和尚尖というぐらいなので、岩の急坂が現れる。補助ロープなどもない。最初のピークにつくが前方に別のピークがある。一度下りまた登り返す。ここにも山頂を示す表示板などもない。更にもう一度下り登りで3つ目の山頂(標高467m)につく。幹にブリキの小板が付いているが、判読できない。もともと不人気の山なので、山名表示が無いのもうなずける。今日の山行中、唯一名前のあるピークだが、それでもこの水準である。15時10分、ここを頂上として休憩する。

急坂を下る
15時30分、稜線方向に下り始める。ところが途中で道筋がはっきりしなくなった。その先の標識リボンもない。先ほどの頂上に戻り、道を探す。すると北側の急斜面に補助ロープが張ってある。これが下り道だ。とても急な坂を、ロープの助けを借りて下っていく。尾根の形が明確になり、尾根伝いに下る。約10数分くだり、尾根を離れて左に急斜面を道が行く。またひとつ分岐を通り過ぎるが、左右の道筋もはっきりしない。直進して下っていく。先に小沢が見え、それにそっていくとすぐ産業道路の登山口が現れた。ここにも立派な道標があるが、和尚尖の道は初心者がこの標識を頼りに入れるような道ではない。ここから先は舗装路歩きなので、16時20分道端で休む。

産業道路に出た
中央尖が見える
産業道路は少し登り気味だ。カーブのわきに司公碗帽山への道標がある。またいずれ来ることにしよう。そのままさらに進み、切り通しの峠に着く。
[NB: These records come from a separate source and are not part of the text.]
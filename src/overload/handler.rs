//! Handlers invoked on a successful match.
//!
//! A handler receives the receiving object and the shaped, already-parsed
//! arguments. Typed closures are adapted with [`TypedHandler`], which
//! deserializes the arguments into the closure's parameter type:
//!
//! - [`Arguments::Spread`] deserializes as a sequence, so a `(String, i64)`
//!   parameter takes the values positionally and a `Vec<Value>` takes all of them.
//! - [`Arguments::Single`] deserializes the one value directly.
//! - [`Arguments::Empty`] deserializes as `null`, so `()` accepts it.
//!
//! # Example
//!
//! ```
//! use overload_dispatch::overload::{Arguments, Handler, TypedHandler};
//! use serde_json::json;
//!
//! struct Counter(usize);
//!
//! let add = TypedHandler::new(|c: &mut Counter, (by,): (usize,)| {
//!     c.0 += by;
//!     c.0
//! });
//!
//! let mut counter = Counter(1);
//! let out = add.call(&mut counter, Arguments::Spread(vec![json!(2)])).unwrap();
//! assert_eq!(out, 3);
//! ```

use std::future::Future;
use std::marker::PhantomData;
use std::pin::Pin;

use serde::de::DeserializeOwned;
use serde_json::Value;

/// Boxed future, for overloads whose handlers are async.
pub type BoxFuture<'a, T> = Pin<Box<dyn Future<Output = T> + Send + 'a>>;

/// Parsed call arguments, shaped for the matched signature.
#[derive(Debug, Clone, PartialEq)]
pub enum Arguments {
    /// No arguments.
    Empty,
    /// Parsed values, passed positionally.
    Spread(Vec<Value>),
    /// One parsed value.
    Single(Value),
}

impl Arguments {
    /// Number of positional values the handler receives.
    pub fn len(&self) -> usize {
        match self {
            Arguments::Empty => 0,
            Arguments::Spread(values) => values.len(),
            Arguments::Single(_) => 1,
        }
    }

    /// True when the handler receives nothing.
    pub fn is_empty(&self) -> bool {
        self.len() == 0
    }

    /// Collapse into one value for deserialization.
    pub fn into_value(self) -> Value {
        match self {
            Arguments::Empty => Value::Null,
            Arguments::Spread(values) => Value::Array(values),
            Arguments::Single(value) => value,
        }
    }

    /// Positional values as a list.
    pub fn into_vec(self) -> Vec<Value> {
        match self {
            Arguments::Empty => Vec::new(),
            Arguments::Spread(values) => values,
            Arguments::Single(value) => vec![value],
        }
    }
}

/// Trait for overload handlers.
pub trait Handler<C, R>: Send + Sync {
    /// Invoke with the receiving object and the matched arguments.
    ///
    /// Fails only if the arguments cannot be converted to the handler's input.
    fn call(&self, receiver: &mut C, args: Arguments) -> serde_json::Result<R>;
}

/// Wrapper that deserializes arguments before calling the handler.
pub struct TypedHandler<F, C, T, R>
where
    F: Fn(&mut C, T) -> R + Send + Sync,
    T: DeserializeOwned,
{
    handler: F,
    _phantom: PhantomData<fn(&mut C, T) -> R>,
}

impl<F, C, T, R> TypedHandler<F, C, T, R>
where
    F: Fn(&mut C, T) -> R + Send + Sync,
    T: DeserializeOwned,
{
    /// Create a new typed handler.
    pub fn new(handler: F) -> Self {
        Self {
            handler,
            _phantom: PhantomData,
        }
    }
}

impl<F, C, T, R> Handler<C, R> for TypedHandler<F, C, T, R>
where
    F: Fn(&mut C, T) -> R + Send + Sync,
    T: DeserializeOwned,
{
    fn call(&self, receiver: &mut C, args: Arguments) -> serde_json::Result<R> {
        let parsed: T = serde_json::from_value(args.into_value())?;
        Ok((self.handler)(receiver, parsed))
    }
}

/// Handler for the zero-argument overload; ignores whatever it is given.
pub struct NoArgsHandler<F, C, R>
where
    F: Fn(&mut C) -> R + Send + Sync,
{
    handler: F,
    _phantom: PhantomData<fn(&mut C) -> R>,
}

impl<F, C, R> NoArgsHandler<F, C, R>
where
    F: Fn(&mut C) -> R + Send + Sync,
{
    /// Create a new zero-argument handler.
    pub fn new(handler: F) -> Self {
        Self {
            handler,
            _phantom: PhantomData,
        }
    }
}

impl<F, C, R> Handler<C, R> for NoArgsHandler<F, C, R>
where
    F: Fn(&mut C) -> R + Send + Sync,
{
    fn call(&self, receiver: &mut C, _args: Arguments) -> serde_json::Result<R> {
        Ok((self.handler)(receiver))
    }
}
下り始めてすぐ、真正面に中央尖の山頂が頭を出している。今日は朝からいろいろと姿を換えて中央尖が姿を表している。ジグザグに舗装路を下る。ここだけではないが、天燈の残骸が残っている。表面にはハングルが書いてあるので、韓国人観光客が十分で飛ばしたものだろ。16時44分、右に民家が現れる。入口に表示があり、Wifiが使えるので、緊急の場合はどうぞ、ということだ。吠える犬の民家を通り過ぎ、16時46分、灰窯產道と合流する。

民家わきに来る、Wifiが使えるという表示がある
残りは、2キロほどの車道歩きだ。今まで何回か通りすぎているので勝手がわかっている。道の右側が土砂崩れをしている。すでに倒木などは整理済みだ。17時、左に橋をわたる。ここから萬寶洞へ道が続く。橋をわたって道を入ったところで、竹が倒れて道に覆いかぶさっている。人通りが多くないので、整理されていないのだ。その後は、少し崩れたところもあるが、概ね問題なく萬寶洞バス停に着く。Fさんの車が停めてある。17時8分、バス停についてすぐに795番バスがやって来た。

倒れた竹が道を塞ぐ

今回は水平距離で14.5kmの道のりである。そのうち半分以上は産業道路だ。山道は、台風の影響もまだまだ残っており、もともと良くない道はさらに歩きにくかった。稜線では風も吹いていたが、暑いことも苦労の一つだ。休憩も含め約9時間の行動時間である。産業道路を除いた山道の水準はクラス4、体力要求度はクラス3というところか。ただ、倒木など邪魔が多い今の山道は、クラス4である。邪魔なものを迂回したり乗り越えたりということは、かなり体力を使うものである。